The Bible wasn’t written by them either.
Does the claim that the Catholic Church wrote the Bible fit the facts? In answering that question let us first note that the Bible is God’s Word. That being so, then ever since Moses completed the Pentateuch (the five books, Genesis, Exodus, Leviticus, Numbers and Deuteronomy) God’s Word has been available to his servants. As other inspired servants wrote it grew and grew so that by the time Malachi penned his prophecy God’s Word, the Bible, had grown to 39 books. These 39 books constituted the sacred Scriptures that Jesus and his disciples used and which they encouraged others to study.—John 5:39; Acts 17:11; 2*Tim. 2:15; 3:15-17.

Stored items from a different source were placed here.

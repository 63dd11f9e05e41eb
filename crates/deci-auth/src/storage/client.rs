//! Client registry storage trait.

use async_trait::async_trait;

use crate::AuthResult;
use crate::types::Client;

/// Read-only access to registered clients.
///
/// Registration and mutation happen outside the engine.
#[async_trait]
pub trait ClientStorage: Send + Sync {
    /// Finds a client by its identifier.
    ///
    /// Returns `None` for unknown clients. Inactive clients may be returned;
    /// the registry adapter treats them as unknown.
    ///
    /// # Errors
    ///
    /// Returns an error if the storage operation fails.
    async fn get_client(&self, client_id: &str) -> AuthResult<Option<Client>>;
}
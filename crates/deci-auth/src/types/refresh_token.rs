//! Refresh token records.
//!
//! Refresh tokens are single-use. Each successful refresh retires the
//! presented record and inserts a successor in the same family; a family is
//! every token descended from one authorization request. Presenting a retired
//! token is treated as theft and revokes the whole family.
//!
//! Only a SHA-256 hash of the token is ever persisted.

use serde::{Deserialize, Serialize};
use time::OffsetDateTime;
use uuid::Uuid;

/// Refresh token stored via [`RefreshTokenStorage`](crate::storage::RefreshTokenStorage).
#[derive(Debug, Clone, Serialize, Deserialize, PartialEq)]
pub struct RefreshToken {
    /// Unique identifier for this record.
    pub id: Uuid,

    /// SHA-256 hash (hex) of the token value handed to the client.
    pub token_hash: String,

    /// Authorization request the family descends from.
    pub family_id: Uuid,

    /// Client the token was issued to.
    pub client_id: String,

    /// Authenticated end user.
    pub subject: String,

    /// Scopes granted at the original exchange; refresh can only narrow them.
    pub scopes: Vec<String>,

    /// When the user authenticated.
    #[serde(with = "time::serde::rfc3339")]
    pub auth_time: OffsetDateTime,

    /// When this token was created.
    #[serde(with = "time::serde::rfc3339")]
    pub created_at: OffsetDateTime,

    /// When this token stops being redeemable.
    #[serde(with = "time::serde::rfc3339")]
    pub expires_at: OffsetDateTime,

    /// Set when the token was exchanged for a successor.
    #[serde(
        default,
        skip_serializing_if = "Option::is_none",
        with = "time::serde::rfc3339::option"
    )]
    pub rotated_at: Option<OffsetDateTime>,

    /// Set when the family was revoked.
    #[serde(
        default,
        skip_serializing_if = "Option::is_none",
        with = "time::serde::rfc3339::option"
    )]
    pub revoked_at: Option<OffsetDateTime>,
}

impl RefreshToken {
    /// Returns `true` if the token is past its expiry at `now`.
    #[must_use]
    pub fn is_expired_at(&self, now: OffsetDateTime) -> bool {
        now > self.expires_at
    }

    /// Returns `true` once the token has been exchanged.
    #[must_use]
    pub fn is_rotated(&self) -> bool {
        self.rotated_at.is_some()
    }

    /// Returns `true` if this token has been revoked.
    #[must_use]
    pub fn is_revoked(&self) -> bool {
        self.revoked_at.is_some()
    }

    /// Hash a token value using SHA-256.
    #[must_use]
    pub fn hash_token(token: &str) -> String {
        use sha2::{Digest, Sha256};
        hex::encode(Sha256::digest(token.as_bytes()))
    }

    /// Generate a 256-bit random token, base64url encoded (43 characters).
    #[must_use]
    pub fn generate_token() -> String {
        crate::oauth::code::random_token()
    }
}

#[cfg(test)]
mod tests {
    use super::*;
    use time::Duration;

    fn make_token(expires_at: OffsetDateTime) -> RefreshToken {
        let now = OffsetDateTime::now_utc();
        RefreshToken {
            id: Uuid::new_v4(),
            token_hash: RefreshToken::hash_token("value"),
            family_id: Uuid::new_v4(),
            client_id: "acme".to_string(),
            subject: "alice".to_string(),
            scopes: vec!["openid".to_string(), "offline_access".to_string()],
            auth_time: now,
            created_at: now,
            expires_at,
            rotated_at: None,
            revoked_at: None,
        }
    }

    #[test]
    fn test_hash_token() {
        let hash = RefreshToken::hash_token("test-token-value");
        assert_eq!(hash.len(), 64);
        assert_eq!(hash, RefreshToken::hash_token("test-token-value"));
        assert_ne!(hash, RefreshToken::hash_token("different-token"));
    }

    #[test]
    fn test_generate_token() {
        let token = RefreshToken::generate_token();
        assert_eq!(token.len(), 43);
        assert_ne!(token, RefreshToken::generate_token());
    }

    #[test]
    fn test_expiry_and_flags() {
        let now = OffsetDateTime::now_utc();
        let mut token = make_token(now + Duration::hours(1));
        assert!(!token.is_expired_at(now));
        assert!(token.is_expired_at(now + Duration::hours(2)));

        assert!(!token.is_rotated());
        token.rotated_at = Some(now);
        assert!(token.is_rotated());

        assert!(!token.is_revoked());
        token.revoked_at = Some(now);
        assert!(token.is_revoked());
    }

    #[test]
    fn test_serde_omits_unset_timestamps() {
        let token = make_token(OffsetDateTime::now_utc());
        let json = serde_json::to_string(&token).unwrap();
        assert!(!json.contains("rotated_at"));
        let parsed: RefreshToken = serde_json::from_str(&json).unwrap();
        assert_eq!(parsed, token);
    }
}
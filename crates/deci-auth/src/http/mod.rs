//! HTTP handlers for the protocol surface.
//!
//! # Available Handlers
//!
//! - [`authorize`] - authorization endpoint and login UI callbacks
//! - [`token`] - token endpoint (RFC 6749 §3.2)
//! - [`jwks`] - published signing keys
//! - [`discovery`] - OpenID Provider metadata
//!
//! All handlers share one [`AuthState`]. [`router`] mounts them at their
//! conventional paths.

pub mod authorize;
pub mod discovery;
pub mod jwks;
pub mod token;

use std::sync::Arc;

use axum::Router;
use axum::routing::{get, post};

pub use authorize::{LoginEndpoint, authorize_handler, complete_handler, deny_handler};
pub use discovery::{ProviderMetadata, openid_configuration_handler};
pub use jwks::jwks_handler;
pub use token::token_handler;

use crate::oauth::{AuthorizationService, ClientRegistry};
use crate::token::TokenIssuer;

/// Shared state for every protocol endpoint.
#[derive(Clone)]
pub struct AuthState {
    pub authorization: Arc<AuthorizationService>,
    pub issuer: Arc<TokenIssuer>,
    pub clients: ClientRegistry,
    pub login: Arc<LoginEndpoint>,
    pub metadata: Arc<ProviderMetadata>,
}

impl AuthState {
    #[must_use]
    pub fn new(
        authorization: Arc<AuthorizationService>,
        issuer: Arc<TokenIssuer>,
        clients: ClientRegistry,
        login: LoginEndpoint,
        metadata: ProviderMetadata,
    ) -> Self {
        Self {
            authorization,
            issuer,
            clients,
            login: Arc::new(login),
            metadata: Arc::new(metadata),
        }
    }
}

/// Builds the protocol router.
///
/// | Method | Path | Handler |
/// |--------|------|---------|
/// | GET | `/auth` | [`authorize_handler`] |
/// | POST | `/auth/complete` | [`complete_handler`] |
/// | POST | `/auth/deny` | [`deny_handler`] |
/// | POST | `/token` | [`token_handler`] |
/// | GET | `/jwks.json` | [`jwks_handler`] |
/// | GET | `/.well-known/openid-configuration` | [`openid_configuration_handler`] |
/// | GET | `/healthz` | liveness probe |
pub fn router(state: AuthState) -> Router {
    Router::new()
        .route("/auth", get(authorize_handler))
        .route("/auth/complete", post(complete_handler))
        .route("/auth/deny", post(deny_handler))
        .route("/token", post(token_handler))
        .route("/jwks.json", get(jwks_handler))
        .route(
            "/.well-known/openid-configuration",
            get(openid_configuration_handler),
        )
        .route("/healthz", get(healthz))
        .with_state(state)
}

async fn healthz() -> &'static str {
    "ok"
}

#[cfg(test)]
pub(crate) mod testing {
    //! Router fixture over [`MockStorage`](crate::storage::testing::MockStorage).

    use std::sync::Arc;

    use axum::body::Body;
    use axum::http::{Request, Response};
    use time::OffsetDateTime;
    use tower::ServiceExt;

    use super::*;
    use crate::config::AuthConfig;
    use crate::oauth::AuthorizationConfig;
    use crate::storage::testing::MockStorage;
    use crate::token::{ClaimsAssembler, KeyManager, TokenConfig};
    use crate::types::Client;

    pub const ACME_CB: &str = "https://acme.example/cb";
    pub const LOGIN_URL: &str = "https://login.example.com/login";
    pub const SHARED_SECRET: &str = "login-ui-secret";

    pub fn acme() -> Client {
        Client::new(
            "acme",
            Some("acme-secret".to_string()),
            "Acme",
            vec![ACME_CB.to_string()],
        )
    }

    pub fn state() -> (AuthState, Arc<MockStorage>) {
        let mut config = AuthConfig::default();
        config.issuer = "https://id.example.com".to_string();

        let storage = Arc::new(MockStorage::with_clients([acme()]));
        let clients = ClientRegistry::new(storage.clone(), config.storage.operation_timeout);
        let keys = Arc::new(KeyManager::new(&config, OffsetDateTime::now_utc()).unwrap());

        let authorization = AuthorizationService::new(
            clients.clone(),
            storage.clone(),
            storage.clone(),
            AuthorizationConfig::from_auth_config(&config).unwrap(),
        );
        let issuer = TokenIssuer::new(
            keys,
            ClaimsAssembler::new(config.oauth.supported_scopes.clone()),
            storage.clone(),
            storage.clone(),
            storage.clone(),
            TokenConfig::from_auth_config(&config).unwrap(),
        );

        let state = AuthState::new(
            Arc::new(authorization),
            Arc::new(issuer),
            clients,
            LoginEndpoint::new(LOGIN_URL, SHARED_SECRET),
            ProviderMetadata::from_config(&config),
        );
        (state, storage)
    }

    pub async fn send(state: &AuthState, request: Request<Body>) -> Response<Body> {
        router(state.clone()).oneshot(request).await.unwrap()
    }

    pub async fn json_body(response: Response<Body>) -> serde_json::Value {
        let bytes = axum::body::to_bytes(response.into_body(), usize::MAX)
            .await
            .unwrap();
        serde_json::from_slice(&bytes).unwrap()
    }
}
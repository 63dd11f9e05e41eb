//! Authorization endpoint and login UI callbacks.
//!
//! # Flow
//!
//! ```text
//! GET /auth?response_type=code&client_id=...
//!     │
//!     ├─► bad client / redirect_uri → 400 JSON (never redirected)
//!     ├─► other validation failure  → redirect to client with error + state
//!     └─► pending request created   → redirect to login UI ?request_id=<id>
//!
//! login UI authenticates the user, then
//!     POST /auth/complete  (Bearer <shared secret>) → { "redirect_uri": client?code&state }
//!     POST /auth/deny      (Bearer <shared secret>) → { "redirect_uri": client?error=access_denied&state }
//! ```

use axum::Json;
use axum::extract::{Query, State};
use axum::http::{HeaderMap, StatusCode, header};
use axum::response::{IntoResponse, Redirect, Response};
use serde::{Deserialize, Serialize};
use sha2::{Digest, Sha256};
use subtle::ConstantTimeEq;
use time::OffsetDateTime;
use tracing::{error, warn};
use uuid::Uuid;

use super::AuthState;
use crate::AuthError;
use crate::oauth::{AuthenticationResult, AuthorizationRequest};

/// The external login UI: where users are sent, and the bearer secret it
/// presents when posting results back.
#[derive(Clone)]
pub struct LoginEndpoint {
    url: String,
    shared_secret: String,
}

impl LoginEndpoint {
    pub fn new(url: impl Into<String>, shared_secret: impl Into<String>) -> Self {
        Self {
            url: url.into(),
            shared_secret: shared_secret.into(),
        }
    }

    /// Login UI URL for one authorization request.
    ///
    /// # Errors
    ///
    /// Returns an error if the configured login URL does not parse.
    pub fn url_for(&self, request_id: Uuid) -> Result<String, url::ParseError> {
        let mut url = url::Url::parse(&self.url)?;
        url.query_pairs_mut()
            .append_pair("request_id", &request_id.to_string());
        Ok(url.to_string())
    }

    /// Checks `Authorization: Bearer <secret>` in constant time.
    #[must_use]
    pub fn is_authorized(&self, headers: &HeaderMap) -> bool {
        let Some(presented) = headers
            .get(header::AUTHORIZATION)
            .and_then(|v| v.to_str().ok())
            .and_then(|v| v.strip_prefix("Bearer "))
        else {
            return false;
        };
        let expected = Sha256::digest(self.shared_secret.as_bytes());
        let presented = Sha256::digest(presented.as_bytes());
        expected.ct_eq(&presented).into()
    }
}

impl std::fmt::Debug for LoginEndpoint {
    fn fmt(&self, f: &mut std::fmt::Formatter<'_>) -> std::fmt::Result {
        f.debug_struct("LoginEndpoint")
            .field("url", &self.url)
            .finish_non_exhaustive()
    }
}

/// JSON error body for failures that are not redirected.
#[derive(Debug, Serialize)]
struct ErrorBody {
    error: &'static str,
    error_description: String,
}

/// Response body of the login UI callbacks.
#[derive(Debug, Serialize, Deserialize)]
pub struct RedirectTarget {
    pub redirect_uri: String,
}

/// Body of `POST /auth/deny`.
#[derive(Debug, Deserialize)]
pub struct DenyRequest {
    pub request_id: Uuid,
    #[serde(default)]
    pub reason: Option<String>,
}

/// Handler for `GET /auth`.
pub async fn authorize_handler(
    State(state): State<AuthState>,
    Query(params): Query<AuthorizationRequest>,
) -> Response {
    let now = OffsetDateTime::now_utc();
    match state.authorization.start(&params, now).await {
        Ok(request) => match state.login.url_for(request.id) {
            Ok(url) => Redirect::to(&url).into_response(),
            Err(e) => {
                error!(error = %e, "Login URL does not parse");
                error_response(&AuthError::configuration("invalid login url"))
            }
        },
        Err(err) => match err.redirect_url() {
            Some(url) => Redirect::to(&url).into_response(),
            None => error_response(&err.error),
        },
    }
}

/// Handler for `POST /auth/complete`.
///
/// Records the login UI's [`AuthenticationResult`], issues a code, and
/// returns the client redirect for the login UI to send the browser to.
pub async fn complete_handler(
    State(state): State<AuthState>,
    headers: HeaderMap,
    Json(result): Json<AuthenticationResult>,
) -> Response {
    if !state.login.is_authorized(&headers) {
        return unauthorized();
    }
    let now = OffsetDateTime::now_utc();
    match state.authorization.complete_authentication(result, now).await {
        Ok(redirect_uri) => Json(RedirectTarget { redirect_uri }).into_response(),
        Err(e) => error_response(&e),
    }
}

/// Handler for `POST /auth/deny`.
pub async fn deny_handler(
    State(state): State<AuthState>,
    headers: HeaderMap,
    Json(body): Json<DenyRequest>,
) -> Response {
    if !state.login.is_authorized(&headers) {
        return unauthorized();
    }
    let now = OffsetDateTime::now_utc();
    match state
        .authorization
        .deny(body.request_id, body.reason.as_deref(), now)
        .await
    {
        Ok(redirect_uri) => Json(RedirectTarget { redirect_uri }).into_response(),
        Err(e) => error_response(&e),
    }
}

fn unauthorized() -> Response {
    warn!(target: "deci::audit", "Login callback with bad or missing bearer credential");
    (
        StatusCode::UNAUTHORIZED,
        [(header::WWW_AUTHENTICATE, "Bearer")],
        Json(ErrorBody {
            error: "invalid_token",
            error_description: "missing or invalid bearer credential".to_string(),
        }),
    )
        .into_response()
}

fn error_response(error: &AuthError) -> Response {
    let status = match error {
        AuthError::StorageUnavailable { .. } => StatusCode::SERVICE_UNAVAILABLE,
        AuthError::RequestAlreadyFinalized { .. } => StatusCode::CONFLICT,
        e if e.is_server_error() => StatusCode::INTERNAL_SERVER_ERROR,
        _ => StatusCode::BAD_REQUEST,
    };
    let error_description = if error.is_server_error() && !error.is_retryable() {
        error!(error = %error, "Authorization endpoint failure");
        "internal error".to_string()
    } else {
        error.to_string()
    };
    (
        status,
        Json(ErrorBody {
            error: error.oauth_error_code(),
            error_description,
        }),
    )
        .into_response()
}
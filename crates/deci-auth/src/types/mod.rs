//! Domain types shared by the engine and storage adapters.
//!
//! - [`Client`] - relying-party registration
//! - [`GrantType`] - grants a client may use
//! - [`RefreshToken`] - persisted refresh token record

pub mod client;
pub mod refresh_token;

pub use client::{Client, ClientValidationError, GrantType};
pub use refresh_token::RefreshToken;
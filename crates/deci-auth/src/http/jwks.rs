//! JWKS endpoint.
//!
//! Publishes the active signing key and every retiring key still inside its
//! grace period, so any unexpired token can be verified.
//!
//! # References
//!
//! - [RFC 7517 - JSON Web Key](https://tools.ietf.org/html/rfc7517)

use axum::Json;
use axum::extract::State;
use axum::http::header;
use axum::response::IntoResponse;
use time::OffsetDateTime;

use super::AuthState;

/// Relying parties refetch on an unknown `kid`, so a short cache is enough
/// to pick up rotations promptly.
const CACHE_CONTROL: &str = "public, max-age=300";

/// Handler for `GET /jwks.json`.
///
/// # Example Response
///
/// ```json
/// {
///   "keys": [
///     { "kty": "RSA", "kid": "...", "use": "sig", "alg": "RS256", "n": "...", "e": "AQAB" }
///   ]
/// }
/// ```
pub async fn jwks_handler(State(state): State<AuthState>) -> impl IntoResponse {
    let jwks = state
        .issuer
        .keys()
        .public_key_set(OffsetDateTime::now_utc());

    (
        [
            (header::CONTENT_TYPE, "application/json"),
            (header::CACHE_CONTROL, CACHE_CONTROL),
        ],
        Json(jwks),
    )
}

#[cfg(test)]
mod tests {
    use super::super::testing::*;
    use super::*;
    use axum::body::Body;
    use axum::http::{Request, StatusCode};

    #[tokio::test]
    async fn test_jwks_lists_active_and_retiring_keys() {
        let (state, _) = state();
        let first = state.issuer.keys().active_key().unwrap().kid;
        let second = state
            .issuer
            .keys()
            .rotate(OffsetDateTime::now_utc())
            .unwrap()
            .kid;

        let response = send(
            &state,
            Request::get("/jwks.json").body(Body::empty()).unwrap(),
        )
        .await;
        assert_eq!(response.status(), StatusCode::OK);
        assert_eq!(response.headers()[header::CACHE_CONTROL], CACHE_CONTROL);

        let body = json_body(response).await;
        let kids: Vec<&str> = body["keys"]
            .as_array()
            .unwrap()
            .iter()
            .map(|k| k["kid"].as_str().unwrap())
            .collect();
        assert_eq!(kids, vec![second.as_str(), first.as_str()]);
        assert_eq!(body["keys"][0]["use"], "sig");
        assert_eq!(body["keys"][0]["alg"], "RS256");
    }
}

With the writing of the accounts of Jesus’ life by Matthew, Mark, Luke and John, the letters of Paul, Peter, James, Jude, and John and the Acts of the apostles and Revelation (or the Apocalypse), God’s Word grew to 66 books. As these were written down and circulated among the early Christians they became recognized as part of the Bible. (2*Pet. 3:15, 16) The last of these writings, John’s three letters and his Gospel, were completed about A.D. 98. Shortly thereafter began the compiling of these writings, and there is evidence to indicate that as early as A.D. 170 the canon or catalogue of the Bible we have today was recognized. Both Origen and Eusebius list these same books, and of ten early catalogues extant six likewise give the same list as is recognized today, three others omitting Revelation and one omitting both Hebrews and Revelation. In view of these facts, which show that the canon of the Bible was settled among the Christians in the second and early third centuries after Christ, can the Catholic Church claim to have made the Bible, simply because some 150 to 200 years later her Council of Carthage announced what writings she considered canonical?